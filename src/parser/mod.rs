use crate::{Dictionary, Object, ObjectId, ParseError, Stream, StringFormat};
use log::warn;
use std::str::{self, FromStr};

use nom::branch::alt;
use nom::bytes::complete::{tag, take, take_until, take_while, take_while1, take_while_m_n};
use nom::character::complete::{digit0, digit1, one_of, space0};
use nom::combinator::{map, map_opt, opt, recognize, verify};
use nom::error::{ErrorKind, ParseError as _};
use nom::multi::{fold_many0, many0};
use nom::sequence::{delimited, pair, preceded, separated_pair, terminated};
use nom::{AsBytes, AsChar, IResult, Parser};
use nom_locate::LocatedSpan;

pub type ParserInput<'a> = LocatedSpan<&'a [u8], &'a str>;
// Change this to something else that implements ParseError to get a
// different error type out of nom.
pub(crate) type NomError<'a> = nom::error::Error<ParserInput<'a>>;

pub(crate) type NomResult<'a, O, E = NomError<'a>> = IResult<ParserInput<'a>, O, E>;

/// Maximum allowed embedding of literal strings.
pub const MAX_BRACKET: usize = 100;

/// Maximum allowed embedding of arrays and dictionaries.
pub const MAX_NESTING: usize = 64;

#[inline]
fn strip_nom<O>(r: NomResult<O>) -> Option<O> {
    r.ok().map(|(_, o)| o)
}

#[inline]
fn too_deep<O>(input: ParserInput) -> NomResult<O> {
    Err(nom::Err::Error(NomError::from_error_kind(input, ErrorKind::TooLarge)))
}

pub(crate) fn eol(input: ParserInput) -> NomResult<ParserInput> {
    alt((tag(&b"\r\n"[..]), tag(&b"\n"[..]), tag(&b"\r"[..]))).parse(input)
}

/// A `%` comment up to and including its end of line, which may be missing at end of input.
pub(crate) fn comment(input: ParserInput) -> NomResult<()> {
    map(
        (tag(&b"%"[..]), take_while(|c: u8| !b"\r\n".contains(&c)), opt(eol)),
        |_| (),
    )
    .parse(input)
}

#[inline]
pub(crate) fn is_whitespace(c: u8) -> bool {
    b" \t\n\r\0\x0C".contains(&c)
}

#[inline]
pub(crate) fn is_delimiter(c: u8) -> bool {
    b"()<>[]{}/%".contains(&c)
}

#[inline]
pub(crate) fn is_regular(c: u8) -> bool {
    !is_whitespace(c) && !is_delimiter(c)
}

#[inline]
fn is_direct_literal_string(c: u8) -> bool {
    !b"()\\\r\n".contains(&c)
}

pub(crate) fn white_space(input: ParserInput) -> NomResult<()> {
    map(take_while(is_whitespace), |_| ()).parse(input)
}

/// Whitespace and comments.
pub(crate) fn space(input: ParserInput) -> NomResult<()> {
    fold_many0(
        alt((map(take_while1(is_whitespace), |_| ()), comment)),
        || {},
        |_, _| (),
    )
    .parse(input)
}

pub(crate) fn skip_white_space(input: ParserInput) -> ParserInput {
    white_space(input).map(|(rest, _)| rest).unwrap_or(input)
}

pub(crate) fn skip_space(input: ParserInput) -> ParserInput {
    space(input).map(|(rest, _)| rest).unwrap_or(input)
}

fn signed_digits(input: ParserInput) -> NomResult<ParserInput> {
    recognize(pair(opt(one_of("+-")), digit1)).parse(input)
}

pub(crate) fn integer(input: ParserInput) -> NomResult<i64> {
    map_opt(signed_digits, |digits: ParserInput| {
        str::from_utf8(&digits).ok().and_then(|s| i64::from_str(s).ok())
    })
    .parse(input)
}

/// Integers too large for `i64` degrade to reals.
fn big_integer(input: ParserInput) -> NomResult<f64> {
    map_opt(signed_digits, |digits: ParserInput| {
        str::from_utf8(&digits).ok().and_then(|s| f64::from_str(s).ok())
    })
    .parse(input)
}

fn real(input: ParserInput) -> NomResult<f64> {
    map_opt(
        recognize(pair(
            opt(one_of("+-")),
            alt((
                map((digit1, tag(&b"."[..]), digit0), |_| ()),
                map(pair(tag(&b"."[..]), digit1), |_| ()),
            )),
        )),
        |float_input: ParserInput| str::from_utf8(&float_input).ok().and_then(|s| f64::from_str(s).ok()),
    )
    .parse(input)
}

pub(crate) fn number(input: ParserInput) -> NomResult<Object> {
    alt((
        map(real, Object::Real),
        map(integer, Object::Integer),
        map(big_integer, Object::Real),
    ))
    .parse(input)
}

pub(crate) fn hex_char(input: ParserInput) -> NomResult<u8> {
    map_opt(
        verify(take(2usize), |h: &ParserInput| {
            h.as_bytes().iter().copied().all(AsChar::is_hex_digit)
        }),
        |x: ParserInput| str::from_utf8(&x).ok().and_then(|s| u8::from_str_radix(s, 16).ok()),
    )
    .parse(input)
}

fn oct_char(input: ParserInput) -> NomResult<u8> {
    map_opt(
        take_while_m_n(1, 3, AsChar::is_oct_digit),
        // High-order overflow of three octal digits is ignored.
        |x: ParserInput| {
            str::from_utf8(&x)
                .ok()
                .and_then(|s| u16::from_str_radix(s, 8).ok())
                .map(|o| o as u8)
        },
    )
    .parse(input)
}

/// Name with `#xx` escapes decoded; a `#` not followed by two hex digits is kept as is.
pub(crate) fn name(input: ParserInput) -> NomResult<Vec<u8>> {
    preceded(
        tag(&b"/"[..]),
        many0(alt((
            preceded(tag(&b"#"[..]), hex_char),
            map_opt(take(1usize), |c: ParserInput| if is_regular(c[0]) { Some(c[0]) } else { None }),
        ))),
    )
    .parse(input)
}

fn escape_sequence(input: ParserInput) -> NomResult<Option<u8>> {
    preceded(
        tag(&b"\\"[..]),
        alt((
            map(oct_char, Some),
            map(eol, |_| None),
            map(tag(&b"n"[..]), |_| Some(b'\n')),
            map(tag(&b"r"[..]), |_| Some(b'\r')),
            map(tag(&b"t"[..]), |_| Some(b'\t')),
            map(tag(&b"b"[..]), |_| Some(b'\x08')),
            map(tag(&b"f"[..]), |_| Some(b'\x0C')),
            map(take(1usize), |c: ParserInput| Some(c[0])),
        )),
    )
    .parse(input)
}

enum LiteralPiece<'a> {
    Direct(ParserInput<'a>),
    Escape(Option<u8>),
    Eol(ParserInput<'a>),
    Nested(Vec<u8>),
}

impl LiteralPiece<'_> {
    fn push(&self, output: &mut Vec<u8>) {
        match self {
            LiteralPiece::Direct(s) | LiteralPiece::Eol(s) => output.extend_from_slice(s),
            LiteralPiece::Escape(e) => output.extend(e),
            LiteralPiece::Nested(n) => output.extend_from_slice(n),
        }
    }
}

fn inner_literal_string(input: ParserInput, depth: usize) -> NomResult<Vec<u8>> {
    fold_many0(
        alt((
            map(take_while1(is_direct_literal_string), LiteralPiece::Direct),
            map(escape_sequence, LiteralPiece::Escape),
            map(eol, LiteralPiece::Eol),
            map(|i| nested_literal_string(i, depth), LiteralPiece::Nested),
        )),
        Vec::new,
        |mut out: Vec<u8>, value| {
            value.push(&mut out);
            out
        },
    )
    .parse(input)
}

fn nested_literal_string(input: ParserInput, depth: usize) -> NomResult<Vec<u8>> {
    if depth == 0 {
        return too_deep(input);
    }
    map(
        delimited(
            tag(&b"("[..]),
            |i| inner_literal_string(i, depth - 1),
            tag(&b")"[..]),
        ),
        |mut content| {
            content.insert(0, b'(');
            content.push(b')');
            content
        },
    )
    .parse(input)
}

pub(crate) fn literal_string(input: ParserInput) -> NomResult<Vec<u8>> {
    delimited(
        tag(&b"("[..]),
        |i| inner_literal_string(i, MAX_BRACKET),
        tag(&b")"[..]),
    )
    .parse(input)
}

#[inline]
fn hex_digit(input: ParserInput) -> NomResult<u8> {
    map_opt(take(1usize), |c: ParserInput| {
        str::from_utf8(&c).ok().and_then(|c| u8::from_str_radix(c, 16).ok())
    })
    .parse(input)
}

/// Hexadecimal string; an odd final digit is padded with zero.
pub(crate) fn hexadecimal_string(input: ParserInput) -> NomResult<Object> {
    map(
        delimited(
            tag(&b"<"[..]),
            terminated(
                fold_many0(
                    preceded(white_space, hex_digit),
                    || -> (Vec<u8>, bool) { (Vec::new(), false) },
                    |state, c| match state {
                        (mut out, false) => {
                            out.push(c << 4);
                            (out, true)
                        }
                        (mut out, true) => {
                            if let Some(last) = out.last_mut() {
                                *last |= c;
                            }
                            (out, false)
                        }
                    },
                ),
                white_space,
            ),
            tag(&b">"[..]),
        ),
        |(bytes, _)| Object::String(bytes, StringFormat::Hexadecimal),
    )
    .parse(input)
}

fn boolean(input: ParserInput) -> NomResult<Object> {
    alt((
        map(tag(&b"true"[..]), |_| Object::Boolean(true)),
        map(tag(&b"false"[..]), |_| Object::Boolean(false)),
    ))
    .parse(input)
}

fn null(input: ParserInput) -> NomResult<Object> {
    map(tag(&b"null"[..]), |_| Object::Null).parse(input)
}

fn array(input: ParserInput, depth: usize) -> NomResult<Vec<Object>> {
    if depth == 0 {
        return too_deep(input);
    }
    delimited(
        pair(tag(&b"["[..]), space),
        many0(|i| direct_object(i, depth - 1)),
        tag(&b"]"[..]),
    )
    .parse(input)
}

fn dictionary(input: ParserInput, depth: usize) -> NomResult<Dictionary> {
    if depth == 0 {
        return too_deep(input);
    }
    delimited(
        pair(tag(&b"<<"[..]), space),
        |i| inner_dictionary(i, depth - 1),
        tag(&b">>"[..]),
    )
    .parse(input)
}

fn inner_dictionary(input: ParserInput, depth: usize) -> NomResult<Dictionary> {
    fold_many0(
        pair(terminated(name, space), |i| direct_object(i, depth)),
        Dictionary::new,
        |mut dict, (key, value)| {
            dict.set(key, value);
            dict
        },
    )
    .parse(input)
}

fn unsigned_int<I: FromStr>(input: ParserInput) -> NomResult<I> {
    map_opt(digit1, |digits: ParserInput| {
        str::from_utf8(&digits).ok().and_then(|s| I::from_str(s).ok())
    })
    .parse(input)
}

fn object_id(input: ParserInput) -> NomResult<ObjectId> {
    pair(terminated(unsigned_int, space), terminated(unsigned_int, space)).parse(input)
}

fn reference(input: ParserInput) -> NomResult<Object> {
    map(terminated(object_id, tag(&b"R"[..])), Object::Reference).parse(input)
}

fn direct_objects(input: ParserInput, depth: usize) -> NomResult<Object> {
    alt((
        null,
        boolean,
        reference,
        number,
        map(name, Object::Name),
        map(literal_string, Object::string_literal),
        hexadecimal_string,
        map(|i| array(i, depth), Object::Array),
        map(|i| dictionary(i, depth), Object::Dictionary),
    ))
    .parse(input)
}

fn direct_object(input: ParserInput, depth: usize) -> NomResult<Object> {
    terminated(|i| direct_objects(i, depth), space).parse(input)
}

/// Value starting with a delimiter, as it appears among content stream operands.
pub(crate) fn operand(input: ParserInput) -> NomResult<Object> {
    alt((
        map(name, Object::Name),
        map(literal_string, Object::string_literal),
        map(|i| dictionary(i, MAX_NESTING), Object::Dictionary),
        hexadecimal_string,
        map(|i| array(i, MAX_NESTING), Object::Array),
    ))
    .parse(input)
}

/// Run of regular characters, the shape of a content stream keyword.
pub(crate) fn keyword(input: ParserInput) -> NomResult<ParserInput> {
    take_while1(is_regular).parse(input)
}

/// Key/value pairs of an inline image up to and including `ID` and the single whitespace byte after it.
pub(crate) fn inline_image_dict(input: ParserInput) -> NomResult<Dictionary> {
    terminated(
        preceded(space, |i| inner_dictionary(i, MAX_NESTING)),
        (
            tag(&b"ID"[..]),
            verify(take(1usize), |c: &ParserInput| is_whitespace(c[0])),
        ),
    )
    .parse(input)
}

fn trim_eol(data: &[u8]) -> &[u8] {
    data.strip_suffix(b"\r\n")
        .or_else(|| data.strip_suffix(b"\n"))
        .or_else(|| data.strip_suffix(b"\r"))
        .unwrap_or(data)
}

/// Stream object. A `/Length` that is missing, indirect or wrong falls back to scanning for `endstream`.
fn stream(input: ParserInput) -> NomResult<Object> {
    let (i, dict) = terminated(
        |i| dictionary(i, MAX_NESTING),
        (space, tag(&b"stream"[..]), space0, eol),
    )
    .parse(input)?;
    let start = i.location_offset();

    let length = dict
        .get(b"Length")
        .and_then(Object::as_i64)
        .ok()
        .and_then(|length| usize::try_from(length).ok());
    if let Some(length) = length {
        let exact: NomResult<ParserInput> =
            terminated(take(length), pair(white_space, tag(&b"endstream"[..]))).parse(i);
        if let Ok((i, data)) = exact {
            return Ok((i, Object::Stream(Stream::new(dict, data.to_vec()).with_position(start))));
        }
        warn!("stream /Length {} at offset {} does not end at endstream", length, start);
    }

    let (i, data) = terminated(take_until(&b"endstream"[..]), tag(&b"endstream"[..])).parse(i)?;
    let content = trim_eol(data.fragment()).to_vec();
    Ok((i, Object::Stream(Stream::new(dict, content).with_position(start))))
}

/// `n g obj ... endobj` at the start of `input`.
pub(crate) fn indirect_object(input: ParserInput) -> crate::Result<(ObjectId, Object)> {
    let offset = input.location_offset();
    let (i, (_, id)) = terminated((space, object_id), pair(tag(&b"obj"[..]), space))
        .parse(input)
        .map_err(|_| ParseError::InvalidIndirectObject { offset })?;

    let (_, object) = terminated(
        alt((stream, |i| direct_objects(i, MAX_NESTING))),
        (space, opt(tag(&b"endobj"[..]))),
    )
    .parse(i)
    .map_err(|_| ParseError::InvalidIndirectObject { offset })?;

    Ok((id, object))
}

pub(crate) fn xref_keyword(input: ParserInput) -> NomResult<()> {
    map(
        (tag(&b"xref"[..]), verify(take(1usize), |c: &ParserInput| is_whitespace(c[0]))),
        |_| (),
    )
    .parse(input)
}

pub(crate) fn at_trailer(input: ParserInput) -> bool {
    input.fragment().starts_with(b"trailer")
}

/// `first count` line of a table subsection; signs are kept so that the caller can range check them.
pub(crate) fn subsection_header(input: ParserInput) -> NomResult<(i64, i64)> {
    terminated(
        separated_pair(integer, take_while1(|c: u8| c == b' '), integer),
        pair(take_while(|c: u8| c == b' ' || c == b'\t'), eol),
    )
    .parse(input)
}

/// One 20 byte table entry: offset, generation and whether it is in use.
pub(crate) fn xref_entry(input: ParserInput) -> NomResult<(u64, u32, bool)> {
    map(
        (
            unsigned_digits::<u64>(10),
            tag(&b" "[..]),
            unsigned_digits::<u32>(5),
            tag(&b" "[..]),
            one_of("nf"),
            alt((tag(&b"\r\n"[..]), tag(&b" \n"[..]), tag(&b" \r"[..]))),
        ),
        |(offset, _, generation, _, kind, _)| (offset, generation, kind == 'n'),
    )
    .parse(input)
}

fn unsigned_digits<'a, I: FromStr>(count: usize) -> impl Parser<ParserInput<'a>, Output = I, Error = NomError<'a>> {
    map_opt(
        take_while_m_n(count, count, |c: u8| c.is_ascii_digit()),
        |digits: ParserInput| str::from_utf8(&digits).ok().and_then(|s| I::from_str(s).ok()),
    )
}

pub(crate) fn trailer(input: ParserInput) -> NomResult<Dictionary> {
    delimited(
        pair(tag(&b"trailer"[..]), space),
        |i| dictionary(i, MAX_NESTING),
        space,
    )
    .parse(input)
}

pub(crate) fn xref_start(input: ParserInput) -> Option<i64> {
    strip_nom(
        delimited(
            pair(tag(&b"startxref"[..]), white_space),
            integer,
            (white_space, tag(&b"%%EOF"[..])),
        )
        .parse(input),
    )
}

/// Parse a single value, for tests and diagnostics.
pub fn direct_value(input: &[u8]) -> Option<Object> {
    strip_nom(direct_object(ParserInput::new_extra(input, "value"), MAX_NESTING))
}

==================================================

[TASK BRIEF]
Transcribe only the lines from the beginning of the entries to the line with "use nom_locate::LocatedSpan;", inclusive, exactly as written.

[RESPONSE FOR THIS EXERCISE]
filename src/parser/mod.rs
use crate::{Dictionary, Object, ObjectId, ParseError, Stream, StringFormat};
use log::warn;
use std::str::{self, FromStr};

use nom::branch::alt;
use nom::bytes::complete::{tag, take, take_until, take_while, take_while1, take_while_m_n};
use nom::character::complete::{digit0, digit1, one_of, space0};
use nom::combinator::{map, map_opt, opt, recognize, verify};
use nom::error::{ErrorKind, ParseError as _};
use nom::multi::{fold_many0, many0};
use nom::sequence::{delimited, pair, preceded, separated_pair, terminated};
use nom::{AsBytes, AsChar, IResult, Parser};
use nom_locate::LocatedSpan;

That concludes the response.